■ About this task
I'd like an exact copy of every line from the start of the entries below through the line containing "use tracing::info;", please.

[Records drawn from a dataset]
= = = = = = =
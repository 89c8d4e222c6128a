use crate::isolation::LaunchError;
use crate::launcher::facade::{
    LaunchPatternError, LaunchPatternRequest, LauncherFacade, ProcessFilter,
};
use crate::launcher::http_server::config::ServerConfig;
use crate::launcher::http_server::StatusServerError;
use crate::supervisor::error::UpdateError;
use crate::supervisor::update::ProcessId;
use actix_web::dev::ServerHandle;
use actix_web::http::StatusCode;
use actix_web::{web, App, HttpResponse, HttpServer};
use serde::Deserialize;
use serde_json::json;
use std::sync::Arc;
use std::time::Duration;
use tracing::info;

/// Builds, binds and runs the client-facing HTTP server.
///
/// The server handle is sent back through `handle_tx` so the runner can stop
/// the server once its stop signal arrives; startup success or a bind
/// failure is reported through `startup_tx`.
pub async fn run_server(
    config: ServerConfig,
    facade: Arc<LauncherFacade>,
    handle_tx: std::sync::mpsc::Sender<ServerHandle>,
    startup_tx: std::sync::mpsc::Sender<Result<(), String>>,
) -> Result<(), StatusServerError> {
    info!("starting HTTP server at http://{}:{}", config.host, config.port);

    let facade_data = web::Data::new(facade);
    let server = match HttpServer::new(move || {
        App::new()
            .app_data(facade_data.clone())
            .route("/v1/processes", web::post().to(launch_pattern))
            .route("/v1/processes", web::get().to(list_processes))
            .route("/v1/processes/{id}", web::delete().to(terminate_pattern))
            .route("/v1/health", web::get().to(health))
            .route("/status", web::get().to(status))
    })
    .workers(config.workers)
    .bind((config.host.clone(), config.port))
    {
        Ok(server) => server,
        Err(err) => {
            let _ = startup_tx.send(Err(err.to_string()));
            return Err(StatusServerError::BindError(err.to_string()));
        }
    };

    let server = server.run();
    let _ = handle_tx.send(server.handle());
    let _ = startup_tx.send(Ok(()));

    server
        .await
        .map_err(|err| StatusServerError::BindError(err.to_string()))
}

async fn launch_pattern(
    facade: web::Data<Arc<LauncherFacade>>,
    request: web::Json<LaunchPatternRequest>,
) -> HttpResponse {
    let facade = Arc::clone(&facade);
    let request = request.into_inner();
    // The launch call blocks until the process is ready (or times out);
    // keep it off the async workers.
    let result = web::block(move || facade.launch_pattern(request)).await;
    match result {
        Ok(Ok(launched)) => HttpResponse::Ok().json(launched),
        Ok(Err(err)) => launch_error_response(err),
        Err(_) => HttpResponse::InternalServerError().json(error_body("launch task failed")),
    }
}

#[derive(Debug, Deserialize)]
struct TerminateQuery {
    #[serde(default = "default_grace_seconds")]
    grace_seconds: u64,
}

fn default_grace_seconds() -> u64 {
    30
}

async fn terminate_pattern(
    facade: web::Data<Arc<LauncherFacade>>,
    path: web::Path<String>,
    query: web::Query<TerminateQuery>,
) -> HttpResponse {
    let id = match ProcessId::new(&path.into_inner()) {
        Ok(id) => id,
        Err(err) => return HttpResponse::BadRequest().json(error_body(&err.to_string())),
    };
    let grace = Duration::from_secs(query.grace_seconds);

    let facade = Arc::clone(&facade);
    let result = web::block(move || facade.terminate_pattern(&id, grace)).await;
    match result {
        Ok(Ok(())) => HttpResponse::Ok().json(json!({})),
        Ok(Err(err)) => update_error_response(err),
        Err(_) => HttpResponse::InternalServerError().json(error_body("terminate task failed")),
    }
}

async fn list_processes(
    facade: web::Data<Arc<LauncherFacade>>,
    filter: web::Query<ProcessFilter>,
) -> HttpResponse {
    HttpResponse::Ok().json(facade.list_processes(&filter))
}

#[derive(Debug, Deserialize)]
struct HealthQuery {
    #[serde(default)]
    include_processes: bool,
}

async fn health(
    facade: web::Data<Arc<LauncherFacade>>,
    query: web::Query<HealthQuery>,
) -> HttpResponse {
    HttpResponse::Ok().json(facade.health(query.include_processes))
}

async fn status(facade: web::Data<Arc<LauncherFacade>>) -> HttpResponse {
    HttpResponse::Ok().json(facade.status())
}

fn launch_error_response(err: LaunchPatternError) -> HttpResponse {
    match &err {
        LaunchPatternError::EmptyPattern => {
            HttpResponse::BadRequest().json(error_body(&err.to_string()))
        }
        LaunchPatternError::Launch(launch) => match launch {
            LaunchError::Key(_) => HttpResponse::BadRequest().json(error_body(&err.to_string())),
            // Transient: the worker keeps converging, the caller may retry.
            LaunchError::Timeout { .. } => {
                HttpResponse::GatewayTimeout().json(error_body(&err.to_string()))
            }
            LaunchError::Supervisor(supervisor) => update_error_response_ref(supervisor, &err),
        },
    }
}

fn update_error_response(err: UpdateError) -> HttpResponse {
    let message = err.to_string();
    HttpResponse::build(update_error_status(&err)).json(error_body(&message))
}

fn update_error_response_ref(err: &UpdateError, source: &dyn std::fmt::Display) -> HttpResponse {
    HttpResponse::build(update_error_status(err)).json(error_body(&source.to_string()))
}

fn update_error_status(err: &UpdateError) -> StatusCode {
    match err {
        UpdateError::NotFound(_) => StatusCode::NOT_FOUND,
        UpdateError::Busy(_, _) => StatusCode::TOO_MANY_REQUESTS,
        UpdateError::ShuttingDown => StatusCode::SERVICE_UNAVAILABLE,
    }
}

fn error_body(message: &str) -> serde_json::Value {
    json!({ "error": message })
}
= = = = = = =
■ Exercise answer
repository 89c8d4e222c6128a
use crate::isolation::LaunchError;
use crate::launcher::facade::{
    LaunchPatternError, LaunchPatternRequest, LauncherFacade, ProcessFilter,
};
use crate::launcher::http_server::config::ServerConfig;
use crate::launcher::http_server::StatusServerError;
use crate::supervisor::error::UpdateError;
use crate::supervisor::update::ProcessId;
use actix_web::dev::ServerHandle;
use actix_web::http::StatusCode;
use actix_web::{web, App, HttpResponse, HttpServer};
use serde::Deserialize;
use serde_json::json;
use std::sync::Arc;
use std::time::Duration;
use tracing::info;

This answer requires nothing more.